Two stones are thrown up simultaneously from the edge of a cliff $200 \; m$ high with initial speeds of $15 \; m s^{-1}$ and $30 \; m s^{-1}$. Verify that the graph shown in Figure correctly represents the time variation of the relative position of the second stone with respect to the first. Neglect air resistance and assume that the stones do not rebound after hitting the ground.
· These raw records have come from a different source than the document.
async fn create_bin(
    State(state): State<Arc<BackendState>>,
    headers: HeaderMap,
    Json(body): Json<BinFields>,
) -> HandlerResult {
    state.caller(&headers)?;
    state.bins.lock().unwrap().push(BinRecord {
        id: BackendState::fresh_id("b"),
        bin_name: body.bin_name,
        bin_location: body.bin_location,
        bin_color: body.bin_color,
    });
    Ok(message("Bin Created Successfully"))
}

async fn update_bin(
    State(state): State<Arc<BackendState>>,
    Path(id): Path<String>,
    headers: HeaderMap,
    Json(body): Json<BinFields>,
) -> HandlerResult {
    state.caller(&headers)?;
    let mut bins = state.bins.lock().unwrap();
    let bin = bins
        .iter_mut()
        .find(|b| b.id == id)
        .ok_or_else(|| not_found("Bin"))?;
    bin.bin_name = body.bin_name;
    bin.bin_location = body.bin_location;
    bin.bin_color = body.bin_color;
    Ok(message("Bin Edited Successfully"))
}

async fn delete_bin(
    State(state): State<Arc<BackendState>>,
    Path(id): Path<String>,
    headers: HeaderMap,
) -> HandlerResult {
    state.bin_delete_calls.fetch_add(1, Ordering::SeqCst);
    state.caller(&headers)?;
    let mut bins = state.bins.lock().unwrap();
    let before = bins.len();
    bins.retain(|b| b.id != id);
    if bins.len() == before {
        return Err(not_found("Bin"));
    }
    Ok(message("Bin Deleted Successfully"))
}
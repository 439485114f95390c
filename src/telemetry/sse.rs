//! Server-sent events framing and the realtime database event model.

use serde::Deserialize;
use serde_json::{Map, Value};
use tracing::warn;

use super::error::TelemetryError;

/// One dispatched server-sent event.
#[derive(Debug, Clone, PartialEq, Eq)]
pub struct SseEvent {
    pub event: String,
    pub data: String,
}

/// Longest line kept while waiting for its newline.
pub const MAX_LINE_BYTES: usize = 1024 * 1024;

/// Incremental parser over a chunked byte stream.
///
/// Chunks may split lines (and UTF-8 sequences) anywhere; complete events
/// are returned as soon as their terminating blank line arrives. A line
/// longer than the limit is dropped together with the event it belongs to.
#[derive(Debug)]
pub struct SseParser {
    buffer: Vec<u8>,
    event: Option<String>,
    data: Vec<String>,
    max_line: usize,
    discarding: bool,
}

impl Default for SseParser {
    fn default() -> Self {
        Self::with_max_line(MAX_LINE_BYTES)
    }
}

impl SseParser {
    pub fn new() -> Self {
        Self::default()
    }

    pub fn with_max_line(max_line: usize) -> Self {
        Self {
            buffer: Vec::new(),
            event: None,
            data: Vec::new(),
            max_line,
            discarding: false,
        }
    }

    pub fn feed(&mut self, chunk: &[u8]) -> Vec<SseEvent> {
        self.buffer.extend_from_slice(chunk);
        let mut events = Vec::new();

        while let Some(pos) = self.buffer.iter().position(|b| *b == b'\n') {
            let mut line: Vec<u8> = self.buffer.drain(..=pos).collect();
            if self.discarding {
                self.discarding = false;
                continue;
            }
            line.pop();
            if line.last() == Some(&b'\r') {
                line.pop();
            }
            let line = String::from_utf8_lossy(&line);
            if let Some(event) = self.process_line(&line) {
                events.push(event);
            }
        }

        if self.buffer.len() > self.max_line {
            if !self.discarding {
                warn!(
                    "Dropping stream line over {} bytes and its event",
                    self.max_line
                );
            }
            self.buffer.clear();
            self.event = None;
            self.data.clear();
            self.discarding = true;
        }
        events
    }

    fn process_line(&mut self, line: &str) -> Option<SseEvent> {
        if line.is_empty() {
            if self.event.is_none() && self.data.is_empty() {
                return None;
            }
            let event = SseEvent {
                event: self.event.take().unwrap_or_else(|| "message".to_string()),
                data: self.data.join("\n"),
            };
            self.data.clear();
            return Some(event);
        }
        if line.starts_with(':') {
            return None;
        }

        let (field, value) = match line.split_once(':') {
            Some((field, value)) => (field, value.strip_prefix(' ').unwrap_or(value)),
            None => (line, ""),
        };
        match field {
            "event" => self.event = Some(value.to_string()),
            "data" => self.data.push(value.to_string()),
            _ => {}
        }
        None
    }
}

/// Data of a `put` or `patch` event.
#[derive(Debug, Deserialize)]
pub struct PathData {
    pub path: String,
    pub data: Value,
}

/// Realtime database stream events.
#[derive(Debug)]
pub enum FeedEvent {
    Put(PathData),
    Patch(PathData),
    KeepAlive,
    Cancel(String),
    AuthRevoked,
}

impl FeedEvent {
    pub fn parse(event: &SseEvent) -> Result<Self, TelemetryError> {
        let path_data = || {
            serde_json::from_str::<PathData>(&event.data)
                .map_err(|e| TelemetryError::MalformedEvent(format!("{}: {}", event.event, e)))
        };
        match event.event.as_str() {
            "put" => Ok(Self::Put(path_data()?)),
            "patch" => Ok(Self::Patch(path_data()?)),
            "keep-alive" => Ok(Self::KeepAlive),
            "cancel" => Ok(Self::Cancel(event.data.clone())),
            "auth_revoked" => Ok(Self::AuthRevoked),
            other => Err(TelemetryError::MalformedEvent(format!(
                "unknown event type '{}'",
                other
            ))),
        }
    }
}

fn segments(path: &str) -> Vec<&str> {
    path.split('/').filter(|s| !s.is_empty()).collect()
}

/// Replaces the value at `path`, creating intermediate objects.
/// A null `data` deletes the entry.
pub fn apply_put(root: &mut Value, path: &str, data: Value) {
    put_at(root, &segments(path), data);
}

/// Merges each key of `data` as a put relative to `path`.
pub fn apply_patch(root: &mut Value, path: &str, data: Value) -> Result<(), TelemetryError> {
    let children = match data {
        Value::Object(children) => children,
        other => {
            return Err(TelemetryError::MalformedEvent(format!(
                "patch data must be an object, got {}",
                other
            )))
        }
    };
    let base = path.trim_end_matches('/');
    for (key, value) in children {
        apply_put(root, &format!("{}/{}", base, key), value);
    }
    Ok(())
}

/// Arrays are promoted to index-keyed objects so they can take child writes.
fn put_at(node: &mut Value, parts: &[&str], data: Value) {
    let Some((first, rest)) = parts.split_first() else {
        *node = data;
        return;
    };

    let mut map = match std::mem::take(node) {
        Value::Object(map) => map,
        Value::Array(items) => items
            .into_iter()
            .enumerate()
            .map(|(i, v)| (i.to_string(), v))
            .collect(),
        _ => Map::new(),
    };
    if rest.is_empty() && data.is_null() {
        map.remove(*first);
    } else {
        put_at(
            map.entry(first.to_string()).or_insert(Value::Null),
            rest,
            data,
        );
    }
    *node = Value::Object(map);
}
Take $g = 10 \; m s^{-2}$. Give the equations for the linear and curved parts of the plot.

(N/A) For the first stone:
Initial velocity,$u_{1} = 15 \; m s^{-1}$
Acceleration,$a = -g = -10 \; m s^{-2}$
Using the equation of motion,$x_{1} = x_{0} + u_{1}t + \frac{1}{2}at^{2}$
Given the height of the cliff,$x_{0} = 200 \; m$,so $x_{1} = 200 + 15t - 5t^{2} \; \dots (i)$
When this stone hits the ground,$x_{1} = 0$,so $-5t^{2} + 15t + 200 = 0 \implies t^{2} - 3t - 40 = 0$.
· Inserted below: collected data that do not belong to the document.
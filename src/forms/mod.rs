//! Field schemas and the validated-submit helper shared by every form.

mod schema;
mod schemas;
mod submit;

pub use schema::{FieldError, FieldErrors, FieldSpec, FormSchema, FormValues, Rule};
pub use schemas::{
    CHANGE_PASSWORD_FORM, CREATE_BIN_FORM, CREATE_USER_FORM, EDIT_BIN_FORM, EDIT_USER_FORM,
    LOGIN_FORM,
};
pub use submit::{submit_validated, SubmitOutcome};
//! Derived bin status: fill colour, lid state and the mounted display.

mod component;
mod state;

pub use component::{BinStatusComponent, DeleteOutcome, DELETE_FAILURE, DELETE_SUCCESS};
pub use state::{derive, Anomaly, BinState, FillIndicator, LidState, DEFAULT_CAPACITY_CM};
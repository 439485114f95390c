mod client;
mod error;
pub mod models;

pub use client::ApiClient;
pub use error::ApiError;
pub use models::{
    ApiReply, BinColor, BinFields, BinRecord, LoginRequest, LoginResponse, MessageReply, NewUser,
    PasswordChange, UserRecord, UserUpdate,
};

use async_trait::async_trait;

/// Resource operations offered by the backend.
///
/// Implemented over HTTP by [`ApiClient`]; screens only depend on this trait.
#[cfg_attr(test, mockall::automock)]
#[async_trait]
pub trait BackendApi: Send + Sync {
    async fn login(&self, credentials: &LoginRequest) -> Result<LoginResponse, ApiError>;

    async fn list_users(&self) -> Result<ApiReply<Vec<UserRecord>>, ApiError>;
    async fn get_user(&self, id: &str) -> Result<ApiReply<UserRecord>, ApiError>;
    async fn create_user(&self, user: &NewUser) -> Result<MessageReply, ApiError>;
    async fn update_user(&self, id: &str, user: &UserUpdate) -> Result<MessageReply, ApiError>;
    async fn delete_user(&self, id: &str) -> Result<MessageReply, ApiError>;
    async fn change_password(
        &self,
        id: &str,
        change: &PasswordChange,
    ) -> Result<MessageReply, ApiError>;

    async fn list_bins(&self) -> Result<ApiReply<Vec<BinRecord>>, ApiError>;
    async fn get_bin(&self, id: &str) -> Result<ApiReply<BinRecord>, ApiError>;
    async fn create_bin(&self, bin: &BinFields) -> Result<MessageReply, ApiError>;
    async fn update_bin(&self, id: &str, bin: &BinFields) -> Result<MessageReply, ApiError>;
    async fn delete_bin(&self, id: &str) -> Result<MessageReply, ApiError>;
}
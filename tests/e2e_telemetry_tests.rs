//! End-to-end tests for live bin telemetry over the streaming feed.

mod common;

use common::{
    wait_for_state, TestConsole, TestServer, BIN_1_ID, FEED_API_KEY, FEED_CHANNEL,
    TELEMETRY_TIMEOUT_MS,
};
use serde_json::json;
use std::sync::{Arc, Mutex};
use std::time::Duration;
use waste_console::bin_status::{Anomaly, BinStatusComponent, FillIndicator, LidState};
use waste_console::screens::{BinsScreen, DemoAccount};
use waste_console::telemetry::{TelemetryFeed, TelemetrySnapshot};

async fn loaded_bins(server: &TestServer, console: &TestConsole) -> BinsScreen {
    let mut screen = BinsScreen::open(&console.ctx).unwrap();
    assert!(screen.load().await);
    server.wait_for_stream().await;
    screen
}

#[tokio::test]
async fn test_readings_drive_every_displayed_bin() {
    let server = TestServer::spawn().await;
    let console = TestConsole::logged_in(&server, DemoAccount::User).await;
    let screen = loaded_bins(&server, &console).await;
    let mut first = screen.entry(BIN_1_ID).unwrap().status.watch();

    server.push_reading(5.0, 30.0);
    let state = wait_for_state(&mut first, |s| s.has_reading()).await;
    assert_eq!(state.height, Some(5.0));
    assert_eq!(state.percentage, Some(30.0));
    assert_eq!(state.color_indicator, Some(FillIndicator::Green));
    assert_eq!(state.lid_state, LidState::Closed);

    server.push_reading(12.0, 85.0);
    let state = wait_for_state(&mut first, |s| s.height == Some(12.0)).await;
    assert_eq!(state.color_indicator, Some(FillIndicator::Red));
    assert_eq!(state.lid_state, LidState::Opened);

    // One shared channel: every bin shows the same reading.
    for entry in screen.entries() {
        let mut rx = entry.status.watch();
        let state = wait_for_state(&mut rx, |s| s.height == Some(12.0)).await;
        assert_eq!(state.percentage, Some(85.0));
    }
}

#[tokio::test]
async fn test_stream_carries_the_feed_key() {
    let server = TestServer::spawn().await;
    let console = TestConsole::logged_in(&server, DemoAccount::User).await;
    let _screen = loaded_bins(&server, &console).await;

    assert_eq!(server.stream_auth().as_deref(), Some(FEED_API_KEY));
    assert!(console.feed.is_streaming(FEED_CHANNEL));
    assert_eq!(server.open_streams(), 1);
}

#[tokio::test]
async fn test_patch_updates_part_of_the_node() {
    let server = TestServer::spawn().await;
    let console = TestConsole::logged_in(&server, DemoAccount::User).await;
    let screen = loaded_bins(&server, &console).await;
    let mut rx = screen.entries()[0].status.watch();

    server.push_reading(4.0, 20.0);
    wait_for_state(&mut rx, |s| s.has_reading()).await;

    server.push_patch("/", json!({ "percentage": 65 }));
    let state = wait_for_state(&mut rx, |s| s.percentage == Some(65.0)).await;
    assert_eq!(state.height, Some(4.0));
    assert_eq!(state.color_indicator, Some(FillIndicator::Yellow));
}

#[tokio::test]
async fn test_child_put_and_positional_payloads() {
    let server = TestServer::spawn().await;
    let console = TestConsole::logged_in(&server, DemoAccount::User).await;
    let screen = loaded_bins(&server, &console).await;
    let mut rx = screen.entries()[0].status.watch();

    // The sensor writes a bare two-element array.
    server.push_put("/", json!([3, 95]));
    let state = wait_for_state(&mut rx, |s| s.has_reading()).await;
    assert_eq!(state.height, Some(3.0));
    assert_eq!(state.color_indicator, Some(FillIndicator::Red));
    assert_eq!(state.lid_state, LidState::Closed);

    // Index 0 is the height.
    server.push_put("/0", json!(11));
    let state = wait_for_state(&mut rx, |s| s.height == Some(11.0)).await;
    assert_eq!(state.percentage, Some(95.0));
    assert_eq!(state.lid_state, LidState::Opened);
}

#[tokio::test]
async fn test_out_of_range_percentage_is_flagged() {
    let server = TestServer::spawn().await;
    let console = TestConsole::logged_in(&server, DemoAccount::User).await;
    let screen = loaded_bins(&server, &console).await;
    let mut rx = screen.entries()[0].status.watch();

    server.push_reading(2.0, 140.0);
    let state = wait_for_state(&mut rx, |s| s.has_reading()).await;

    // The raw reading is kept, only the colour uses the clamped value.
    assert_eq!(state.percentage, Some(140.0));
    assert_eq!(state.color_indicator, Some(FillIndicator::Red));
    assert_eq!(state.anomaly, Some(Anomaly::AboveRange(140.0)));
}

#[tokio::test]
async fn test_undecodable_payload_is_not_published() {
    let server = TestServer::spawn().await;
    let console = TestConsole::logged_in(&server, DemoAccount::User).await;
    let screen = loaded_bins(&server, &console).await;
    let mut rx = screen.entries()[0].status.watch();

    let seen = Arc::new(Mutex::new(Vec::new()));
    let sink = seen.clone();
    let _recorder = console.hub.subscribe(
        FEED_CHANNEL,
        Arc::new(move |s: &TelemetrySnapshot| sink.lock().unwrap().push(*s)),
    );

    server.push_reading(6.0, 40.0);
    server.push_put("/", json!({ "height": "lots", "percentage": 10 }));
    server.push_reading(8.0, 45.0);
    let state = wait_for_state(&mut rx, |s| s.percentage == Some(45.0)).await;
    assert_eq!(state.height, Some(8.0));

    assert_eq!(
        *seen.lock().unwrap(),
        vec![
            TelemetrySnapshot::new(6.0, 40.0),
            TelemetrySnapshot::new(8.0, 45.0)
        ]
    );
}

#[tokio::test]
async fn test_keep_alive_is_ignored() {
    let server = TestServer::spawn().await;
    let console = TestConsole::logged_in(&server, DemoAccount::User).await;
    let screen = loaded_bins(&server, &console).await;
    let mut rx = screen.entries()[0].status.watch();

    server.push_event("keep-alive", "null");
    server.push_reading(1.0, 5.0);
    let state = wait_for_state(&mut rx, |s| s.has_reading()).await;
    assert_eq!(state.color_indicator, Some(FillIndicator::Green));
    assert!(console.feed.is_streaming(FEED_CHANNEL));
}

#[tokio::test]
async fn test_cancel_event_ends_the_stream() {
    let server = TestServer::spawn().await;
    let console = TestConsole::logged_in(&server, DemoAccount::User).await;
    let _screen = loaded_bins(&server, &console).await;

    server.push_event("cancel", "\"permission denied\"");

    let closed = tokio::time::timeout(Duration::from_millis(TELEMETRY_TIMEOUT_MS), async {
        while console.feed.is_streaming(FEED_CHANNEL) {
            tokio::time::sleep(Duration::from_millis(10)).await;
        }
    })
    .await;
    assert!(closed.is_ok(), "stream still open after cancel");
}

#[tokio::test]
async fn test_unmounted_display_stops_following() {
    let server = TestServer::spawn().await;
    let console = TestConsole::logged_in(&server, DemoAccount::User).await;

    let component = BinStatusComponent::mount(BIN_1_ID, console.feed.as_ref(), FEED_CHANNEL, 10.0);
    server.wait_for_stream().await;
    let mut rx = component.watch();
    server.push_reading(3.0, 10.0);
    wait_for_state(&mut rx, |s| s.has_reading()).await;

    component.unmount();
    assert_eq!(console.hub.subscriber_count(FEED_CHANNEL), 0);

    // A later publish reaches nobody and leaves the display untouched.
    assert_eq!(
        console.hub.publish(FEED_CHANNEL, TelemetrySnapshot::new(9.0, 99.0)),
        0
    );
    assert_eq!(component.state().height, Some(3.0));
}

#[tokio::test]
async fn test_late_display_gets_the_latest_reading() {
    let server = TestServer::spawn().await;
    let console = TestConsole::logged_in(&server, DemoAccount::User).await;
    let screen = loaded_bins(&server, &console).await;
    let mut rx = screen.entries()[0].status.watch();
    server.push_reading(7.0, 55.0);
    wait_for_state(&mut rx, |s| s.has_reading()).await;

    let late = BinStatusComponent::mount("late", console.feed.as_ref(), FEED_CHANNEL, 10.0);

    let state = late.state();
    assert_eq!(state.height, Some(7.0));
    assert_eq!(state.color_indicator, Some(FillIndicator::Yellow));
}

#[tokio::test]
async fn test_leaving_the_bins_screen_closes_the_stream() {
    let server = TestServer::spawn().await;
    let console = TestConsole::logged_in(&server, DemoAccount::User).await;
    let screen = loaded_bins(&server, &console).await;
    assert_eq!(server.open_streams(), 1);

    screen.unmount();

    assert_eq!(console.hub.subscriber_count(FEED_CHANNEL), 0);
    assert!(!console.feed.is_streaming(FEED_CHANNEL));
    server.wait_for_streams_closed().await;

    // Coming back opens a fresh stream.
    let _screen = loaded_bins(&server, &console).await;
    assert!(console.feed.is_streaming(FEED_CHANNEL));
    assert_eq!(server.open_streams(), 1);
}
Solving the quadratic equation,$(t - 8)(t + 5) = 0$. Since $t > 0$,$t = 8 \; s$.
For the second stone:
Initial velocity,$u_{2} = 30 \; m s^{-1}$
Acceleration,$a = -g = -10 \; m s^{-2}$
$x_{2} = 200 + 30t - 5t^{2} \; \dots (ii)$
When this stone hits the ground,$x_{2} = 0$,so $-5t^{2} + 30t + 200 = 0 \implies t^{2} - 6t - 40 = 0$.
Solving the quadratic equation,$(t - 10)(t + 4) = 0$. Since $t > 0$,$t = 10 \; s$.
For $0 \le t \le 8 \; s$,both stones are in the air:
$x_{2} - x_{1} = (200 + 30t - 5t^{2}) - (200 + 15t - 5t^{2}) = 15t$.
This is a linear equation representing the straight line part of the graph.
For $8 \; s < t \le 10 \; s$,only the second stone is in the air $(x_{1} = 0)$:
$x_{2} - x_{1} = x_{2} - 0 = 200 + 30t - 5t^{2}$.
This is a quadratic equation representing the curved part of the graph.